Lundi, Deezer a annoncé le lancement de sa nouvelle formule, qui n’autorise plus que 5 heures d’écoute gratuite par mois, soit 10 minutes par jour. Pas assez rude pour Pascal Nègre, qui reste accroché à ses demandes de plafonnement par titres formulées en début d’année.

« La situation est explosive ». Selon nos confrères d’Electron Libre, qui corroborent des bruits de couloir que nous avions entendu lundi, Pascal Nègre serait sur le point de claquer la porte de Deezer. Le célèbre patron d’Universal Music France aurait déjà annoncé il y a plus de 15 jours au SNEP (Syndicat National de l’Edition Phonographique) son intention de retirer le catalogue de la maison de disques de la plateforme de streaming, dans un bras de fer avec le site racheté en partie par Orange. Un geste qui sera difficilement accepté par les abonnés, Universal dominant les top 100 albums (39 % de parts de marché) et singles (60 %).

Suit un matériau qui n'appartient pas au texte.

use crate::domain::credential::{is_otp_shape, sanitize_input, verify_otp_hash};
use crate::domain::repository::{AdminRepository, Mailer, OtpRepository};
use crate::domain::types::{MailMessage, OTP_MAX_ATTEMPTS, OtpOutcome, OtpPurpose};
use crate::error::AuthServiceError;
use crate::usecase::token::{issue_access_token, issue_refresh_token, issue_reset_token};

pub struct VerifyOtpInput {
    pub email: String,
    pub otp: String,
    pub purpose: String,
}

pub struct VerifyOtpUseCase<A, O, M>
where
    A: AdminRepository,
    O: OtpRepository,
    M: Mailer,
{
    pub admins: A,
    pub otps: O,
    pub mailer: M,
    pub access_secret: String,
    pub refresh_secret: String,
}

impl<A, O, M> VerifyOtpUseCase<A, O, M>
where
    A: AdminRepository,
    O: OtpRepository,
    M: Mailer,
{
    pub async fn execute(&self, input: VerifyOtpInput) -> Result<OtpOutcome, AuthServiceError> {
        if input.email.is_empty() || input.otp.is_empty() || input.purpose.is_empty() {
            return Err(AuthServiceError::Validation(
                "email, otp and purpose are required".to_owned(),
            ));
        }
        if !is_otp_shape(&input.otp) {
            return Err(AuthServiceError::Validation(
                "verification code must be exactly 6 digits".to_owned(),
            ));
        }
        let purpose = OtpPurpose::parse(&input.purpose).ok_or_else(|| {
            AuthServiceError::Validation("unknown verification purpose".to_owned())
        })?;
        let email = sanitize_input(&input.email).to_lowercase();

        let admin = self
            .admins
            .find_by_email(&email)
            .await?
            .ok_or(AuthServiceError::AdminNotFound)?;

        let record = self
            .otps
            .find_latest_unused(&email, purpose)
            .await?
            .ok_or(AuthServiceError::OtpNotFound)?;

        // Expiry and attempt exhaustion both delete the record, so the next
        // call lands on OtpNotFound rather than a double-delete error.
        if record.is_expired() {
            self.otps.delete(record.id).await?;
            return Err(AuthServiceError::OtpExpired);
        }
        if record.attempts >= OTP_MAX_ATTEMPTS {
            self.otps.delete(record.id).await?;
            return Err(AuthServiceError::OtpAttemptsExhausted);
        }

        if !verify_otp_hash(&input.otp, &record.otp_hash)? {
            let attempts = record.attempts + 1;
            self.otps.set_attempts(record.id, attempts).await?;
            return Err(AuthServiceError::InvalidOtp {
                attempts_remaining: OTP_MAX_ATTEMPTS - attempts,
            });
        }

        self.otps.mark_used(record.id).await?;

        match purpose {
            OtpPurpose::EmailVerification => {
                self.admins.mark_email_verified(admin.id).await?;
                // Welcome mail is best-effort; the verification already stuck.
                let mail = MailMessage::welcome(&admin.email, &admin.first_name);
                if self.mailer.send(&mail).await.is_err() {
                    tracing::warn!(admin_id = %admin.id, "welcome mail failed to send");
                }
                let mut admin = admin;
                admin.is_email_verified = true;
                admin.is_active = true;
                tracing::info!(admin_id = %admin.id, "email verified");
                Ok(OtpOutcome::EmailVerified { admin })
            }
            OtpPurpose::LoginVerification => {
                // The account state may have changed between the password
                // step and this one; no session for a deactivated or locked
                // account. The code is already consumed at this point.
                if !admin.is_active {
                    return Err(AuthServiceError::AccountInactive);
                }
                if admin.is_locked() {
                    return Err(AuthServiceError::AccountLocked {
                        minutes_remaining: admin.lock_minutes_remaining(),
                    });
                }
                // Tokens reflect the account's current role and permissions.
                let (access_token, access_token_exp) =
                    issue_access_token(&admin, &self.access_secret)?;
                let refresh_token = issue_refresh_token(&admin, &self.refresh_secret)?;
                tracing::info!(admin_id = %admin.id, "two-factor login complete");
                Ok(OtpOutcome::LoggedIn {
                    admin,
                    access_token,
                    access_token_exp,
                    refresh_token,
                })
            }
            OtpPurpose::PasswordReset => {
                let reset_token = issue_reset_token(&admin, &self.access_secret)?;
                tracing::info!(admin_id = %admin.id, "password reset authorized");
                Ok(OtpOutcome::PasswordResetAuthorized { reset_token })
            }
        }
    }
}
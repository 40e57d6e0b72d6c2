use std::sync::{Arc, Mutex};

use chrono::{DateTime, Utc};
use uuid::Uuid;

use leadgate_auth::domain::credential::{hash_otp, hash_password};
use leadgate_auth::domain::repository::{AdminRepository, Mailer, OtpRepository};
use leadgate_auth::domain::types::{
    AdminAccount, AdminRole, MailMessage, OtpPurpose, OtpRecord,
};
use leadgate_auth::error::AuthServiceError;

pub const TEST_ACCESS_SECRET: &str = "test-access-secret-for-integration-tests";
pub const TEST_REFRESH_SECRET: &str = "test-refresh-secret-for-integration-tests";

/// Strong enough to pass every strength rule.
pub const TEST_PASSWORD: &str = "Correct-Horse-7";

// ── MockAdminRepo ────────────────────────────────────────────────────────────

#[derive(Clone)]
pub struct MockAdminRepo {
    pub admins: Arc<Mutex<Vec<AdminAccount>>>,
}

impl MockAdminRepo {
    pub fn new(admins: Vec<AdminAccount>) -> Self {
        Self {
            admins: Arc::new(Mutex::new(admins)),
        }
    }

    pub fn empty() -> Self {
        Self::new(vec![])
    }

    /// Current state of an account, for post-execution assertions.
    pub fn get(&self, id: Uuid) -> Option<AdminAccount> {
        self.admins.lock().unwrap().iter().find(|a| a.id == id).cloned()
    }

    pub fn len(&self) -> usize {
        self.admins.lock().unwrap().len()
    }
}

impl AdminRepository for MockAdminRepo {
    async fn find_by_email(&self, email: &str) -> Result<Option<AdminAccount>, AuthServiceError> {
        Ok(self
            .admins
            .lock()
            .unwrap()
            .iter()
            .find(|a| a.email == email)
            .cloned())
    }

    async fn find_by_id(&self, id: Uuid) -> Result<Option<AdminAccount>, AuthServiceError> {
        Ok(self.admins.lock().unwrap().iter().find(|a| a.id == id).cloned())
    }

    async fn create_if_under_cap(
        &self,
        admin: &AdminAccount,
        cap: u64,
    ) -> Result<bool, AuthServiceError> {
        // One lock hold for count and push, mirroring the real adapter's
        // transaction.
        let mut admins = self.admins.lock().unwrap();
        if admins.len() as u64 >= cap {
            return Ok(false);
        }
        admins.push(admin.clone());
        Ok(true)
    }

    async fn delete(&self, id: Uuid) -> Result<(), AuthServiceError> {
        self.admins.lock().unwrap().retain(|a| a.id != id);
        Ok(())
    }

    async fn record_login_failure(
        &self,
        id: Uuid,
        attempts: i32,
        lock_until: Option<DateTime<Utc>>,
    ) -> Result<(), AuthServiceError> {
        let mut admins = self.admins.lock().unwrap();
        if let Some(a) = admins.iter_mut().find(|a| a.id == id) {
            a.login_attempts = attempts;
            a.lock_until = lock_until;
            a.updated_at = Utc::now();
        }
        Ok(())
    }

    async fn record_login_success(
        &self,
        id: Uuid,
        at: DateTime<Utc>,
    ) -> Result<(), AuthServiceError> {
        let mut admins = self.admins.lock().unwrap();
        if let Some(a) = admins.iter_mut().find(|a| a.id == id) {
            a.login_attempts = 0;
            a.lock_until = None;
            a.last_login = Some(at);
            a.updated_at = at;
        }
        Ok(())
    }

    async fn mark_email_verified(&self, id: Uuid) -> Result<(), AuthServiceError> {
        let mut admins = self.admins.lock().unwrap();
        if let Some(a) = admins.iter_mut().find(|a| a.id == id) {
            a.is_email_verified = true;
            a.is_active = true;
        }
        Ok(())
    }

    async fn update_password(
        &self,
        id: Uuid,
        password_hash: &str,
        token_version: i32,
    ) -> Result<(), AuthServiceError> {
        let mut admins = self.admins.lock().unwrap();
        if let Some(a) = admins.iter_mut().find(|a| a.id == id) {
            a.password_hash = password_hash.to_owned();
            a.login_attempts = 0;
            a.lock_until = None;
            a.token_version = token_version;
            a.updated_at = Utc::now();
        }
        Ok(())
    }
}

// ── MockOtpRepo ──────────────────────────────────────────────────────────────

#[derive(Clone)]
pub struct MockOtpRepo {
    pub records: Arc<Mutex<Vec<OtpRecord>>>,
}

impl MockOtpRepo {
    pub fn new(records: Vec<OtpRecord>) -> Self {
        Self {
            records: Arc::new(Mutex::new(records)),
        }
    }

    pub fn empty() -> Self {
        Self::new(vec![])
    }

    pub fn len(&self) -> usize {
        self.records.lock().unwrap().len()
    }

    pub fn get(&self, id: Uuid) -> Option<OtpRecord> {
        self.records.lock().unwrap().iter().find(|r| r.id == id).cloned()
    }

    /// The single unused record for (email, purpose), if any.
    pub fn unused_for(&self, email: &str, purpose: OtpPurpose) -> Option<OtpRecord> {
        self.records
            .lock()
            .unwrap()
            .iter()
            .find(|r| r.email == email && r.purpose == purpose && !r.is_used)
            .cloned()
    }
}

impl OtpRepository for MockOtpRepo {
    async fn purge_unused(&self, email: &str, purpose: OtpPurpose) -> Result<(), AuthServiceError> {
        self.records
            .lock()
            .unwrap()
            .retain(|r| !(r.email == email && r.purpose == purpose && !r.is_used));
        Ok(())
    }

    async fn create(&self, record: &OtpRecord) -> Result<(), AuthServiceError> {
        self.records.lock().unwrap().push(record.clone());
        Ok(())
    }

    async fn find_latest_unused(
        &self,
        email: &str,
        purpose: OtpPurpose,
    ) -> Result<Option<OtpRecord>, AuthServiceError> {
        let records = self.records.lock().unwrap();
        let mut candidates: Vec<&OtpRecord> = records
            .iter()
            .filter(|r| r.email == email && r.purpose == purpose && !r.is_used)
            .collect();
        candidates.sort_by_key(|r| r.created_at);
        Ok(candidates.last().map(|r| (*r).clone()))
    }

    async fn set_attempts(&self, id: Uuid, attempts: i32) -> Result<(), AuthServiceError> {
        let mut records = self.records.lock().unwrap();
        if let Some(r) = records.iter_mut().find(|r| r.id == id) {
            r.attempts = attempts;
        }
        Ok(())
    }

    async fn mark_used(&self, id: Uuid) -> Result<(), AuthServiceError> {
        let mut records = self.records.lock().unwrap();
        if let Some(r) = records.iter_mut().find(|r| r.id == id) {
            r.is_used = true;
        }
        Ok(())
    }

    async fn delete(&self, id: Uuid) -> Result<(), AuthServiceError> {
        self.records.lock().unwrap().retain(|r| r.id != id);
        Ok(())
    }
}

// ── MockMailer ───────────────────────────────────────────────────────────────

#[derive(Clone)]
pub struct MockMailer {
    pub sent: Arc<Mutex<Vec<MailMessage>>>,
    pub fail: Arc<Mutex<bool>>,
}

impl MockMailer {
    pub fn new() -> Self {
        Self {
            sent: Arc::new(Mutex::new(vec![])),
            fail: Arc::new(Mutex::new(false)),
        }
    }

    pub fn failing() -> Self {
        let mailer = Self::new();
        *mailer.fail.lock().unwrap() = true;
        mailer
    }

    pub fn sent_count(&self) -> usize {
        self.sent.lock().unwrap().len()
    }

    pub fn last_sent(&self) -> Option<MailMessage> {
        self.sent.lock().unwrap().last().cloned()
    }
}

impl Mailer for MockMailer {
    async fn send(&self, message: &MailMessage) -> Result<(), AuthServiceError> {
        if *self.fail.lock().unwrap() {
            return Err(AuthServiceError::Delivery);
        }
        self.sent.lock().unwrap().push(message.clone());
        Ok(())
    }
}

// ── Fixtures ─────────────────────────────────────────────────────────────────

/// A verified, active admin whose password is [`TEST_PASSWORD`].
pub fn verified_admin(email: &str) -> AdminAccount {
    let now = Utc::now();
    AdminAccount {
        id: Uuid::new_v4(),
        email: email.to_owned(),
        first_name: "Jane".to_owned(),
        last_name: "Doe".to_owned(),
        password_hash: hash_password(TEST_PASSWORD).unwrap(),
        role: AdminRole::Admin,
        permissions: AdminRole::Admin.permissions(),
        is_active: true,
        is_email_verified: true,
        login_attempts: 0,
        lock_until: None,
        last_login: None,
        token_version: 0,
        created_at: now,
        updated_at: now,
    }
}

/// An unused OTP record for (email, purpose) hashing the given code.
pub fn otp_record(email: &str, purpose: OtpPurpose, code: &str) -> OtpRecord {
    OtpRecord::new(email.to_owned(), purpose, hash_otp(code).unwrap())
}

/// The plaintext code travels only in the mail body; pull the first 6-digit
/// run back out for the verification step of a flow test.
pub fn code_from_mail(message: &MailMessage) -> String {
    message
        .body
        .chars()
        .skip_while(|c| !c.is_ascii_digit())
        .take_while(|c| c.is_ascii_digit())
        .collect()
}
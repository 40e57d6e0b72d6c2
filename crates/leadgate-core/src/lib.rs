//! Shared service plumbing for Leadgate: tracing init, request-id middleware,
//! health endpoints, env config loading, and serde helpers.

pub mod config;
pub mod health;
pub mod middleware;
pub mod serde;
pub mod tracing;
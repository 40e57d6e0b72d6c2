pub mod credential;
pub mod repository;
pub mod types;
use axum::Router;
use axum::routing::{get, post};
use tower_http::trace::TraceLayer;

use leadgate_core::health::{healthz, readyz};
use leadgate_core::middleware::request_id_layer;

use crate::handlers;
use crate::state::AppState;

pub fn build_router(state: AppState) -> Router {
    Router::new()
        .route("/auth/register", post(handlers::register::register))
        .route("/auth/login", post(handlers::login::login))
        .route("/auth/verify-otp", post(handlers::otp::verify_otp))
        .route(
            "/auth/forgot-password",
            post(handlers::password::forgot_password),
        )
        .route(
            "/auth/reset-password",
            post(handlers::password::reset_password),
        )
        .route("/auth/refresh-token", post(handlers::token::refresh_token))
        .route("/auth/logout", post(handlers::token::logout))
        .route("/auth/me", get(handlers::token::me))
        .route("/healthz", get(healthz))
        .route("/readyz", get(readyz))
        .layer(TraceLayer::new_for_http())
        .layer(request_id_layer())
        .with_state(state)
}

Les maisons de disques voudraient que Deezer imite le modèle de Spotify, qui limite l’offre gratuite à 5 écoutes par titre, et non 5 heures. Une formule qui se serait avérée payante. « Spotify, qui bénéficie d’un accord avec le fabricant de mobile HTC et l’opérateur 3, a fait un bond de 160 000 à 227 000 abonnés au Royaume-Uni en à peine 2 semaines !« , remarque Electron Libre. Or Deezer rapportant à l’industrie 9 millions d’euros pour 7 millions d’utilisateurs, les labels seraient plus que pressés de voir le site français imiter son concurrent, alors que Deezer mise davantage sur l’audience pour valoriser la société.

« Universal Music aurait demandé à Deezer une garantie sur ses parts de marché sur le premium, ce qui serait contraire à la charte Hoog signée par la maison de disques en début d’année« , écrit Electron Libre. « L’accord entre Deezer et Orange pourrait être remis en cause si Universal quitte définitivement le navire, en retirant son catalogue. Certaines clauses entre l’opérateur et le service de streaming le permettent« .

Selon nos confrères, la crise irriterait jusqu’au gouvernement, qui verrait d’un très mauvais oeil le retrait d’Universal du site que Christine Albanel avait dressé en exemple d’offre légale lors des débats parlementaires de la loi Hadopi. Elle serait d’autant plus mal venue que la Haute Autorité lance la semaine prochaine sa campagne de communication, avec spots TV, pour vanter les mérites de son offre légale aux usages PUR.